**EXERCISE REQUIREMENTS**
Throughout the material below, tally the lines containing "never" and give the total with no accompanying text.

**DATA FOR THE TASK**
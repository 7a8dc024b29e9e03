//! Pure time-derived arithmetic over campaign and stream fields.
//!
//! Every function here is a function of stored fields plus an explicit
//! `now` — no clocks are read internally, so results are reproducible in
//! tests and identical whichever backend supplied the raw data.

use std::fmt;

use crate::errors::{LedgerError, Result};
use crate::types::{Stream, StreamStatus};

const SECS_PER_HOUR: i64 = 60 * 60;
const SECS_PER_DAY: i64 = 24 * SECS_PER_HOUR;

/// Funding progress as a percentage of the goal.
///
/// Defined only for a positive goal; a zero goal is a degenerate
/// denominator and fails rather than dividing.
pub fn percent_funded(goal: u64, raised: u64) -> Result<f64> {
    if goal == 0 {
        return Err(LedgerError::InvalidGoal);
    }
    Ok(raised as f64 / goal as f64 * 100.0)
}

/// Whole-unit time remaining before a deadline.
///
/// Floors to whole days when at least one remains, else whole hours —
/// never rounding up into a unit that would overstate the remaining time.
#[derive(Debug, Clone, Copy, PartialEq, Eq)]
pub enum TimeLeft {
    Ended,
    Days(i64),
    Hours(i64),
}

impl fmt::Display for TimeLeft {
    fn fmt(&self, f: &mut fmt::Formatter<'_>) -> fmt::Result {
        match self {
            Self::Ended => write!(f, "Ended"),
            Self::Days(1) => write!(f, "1 day left"),
            Self::Days(n) => write!(f, "{n} days left"),
            Self::Hours(1) => write!(f, "1 hour left"),
            Self::Hours(n) => write!(f, "{n} hours left"),
        }
    }
}

/// Time remaining until `ends_at`, or [`TimeLeft::Ended`] once passed.
///
/// Natural expiry is a display fact only — it never flips the campaign's
/// `active` flag, which stays whatever the backend last set.
pub fn time_left(now: i64, ends_at: i64) -> TimeLeft {
    let remaining = ends_at - now;
    if remaining <= 0 {
        return TimeLeft::Ended;
    }
    let days = remaining / SECS_PER_DAY;
    if days > 0 {
        TimeLeft::Days(days)
    } else {
        TimeLeft::Hours(remaining / SECS_PER_HOUR)
    }
}

/// Fraction of the stream window elapsed at `now`, clamped to [0, 1].
pub fn stream_progress(now: i64, start: i64, end: i64) -> Result<f64> {
    if end <= start {
        return Err(LedgerError::InvalidDuration);
    }
    let elapsed = (now - start).clamp(0, end - start);
    Ok(elapsed as f64 / (end - start) as f64)
}

/// Amount vested at `now`.
///
/// Frozen at the ratio held at `canceled_at` once the stream is canceled,
/// regardless of how much later `now` is; reaches `total_amount` exactly
/// at `end_time` when never canceled.
pub fn streamed_amount(now: i64, stream: &Stream) -> Result<f64> {
    let effective_now = match stream.canceled_at {
        Some(canceled_at) => now.min(canceled_at),
        None => now,
    };
    let ratio = stream_progress(effective_now, stream.start_time, stream.end_time)?;
    Ok(stream.total_amount as f64 * ratio)
}

/// Stream status with precedence canceled > completed > active: a
/// canceled stream reports canceled even past its natural end time.
pub fn stream_status(now: i64, stream: &Stream) -> StreamStatus {
    if stream.canceled_at.is_some() {
        StreamStatus::Canceled
    } else if now >= stream.end_time {
        StreamStatus::Completed
    } else {
        StreamStatus::Active
    }
}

**EXPECTED ANSWER**
3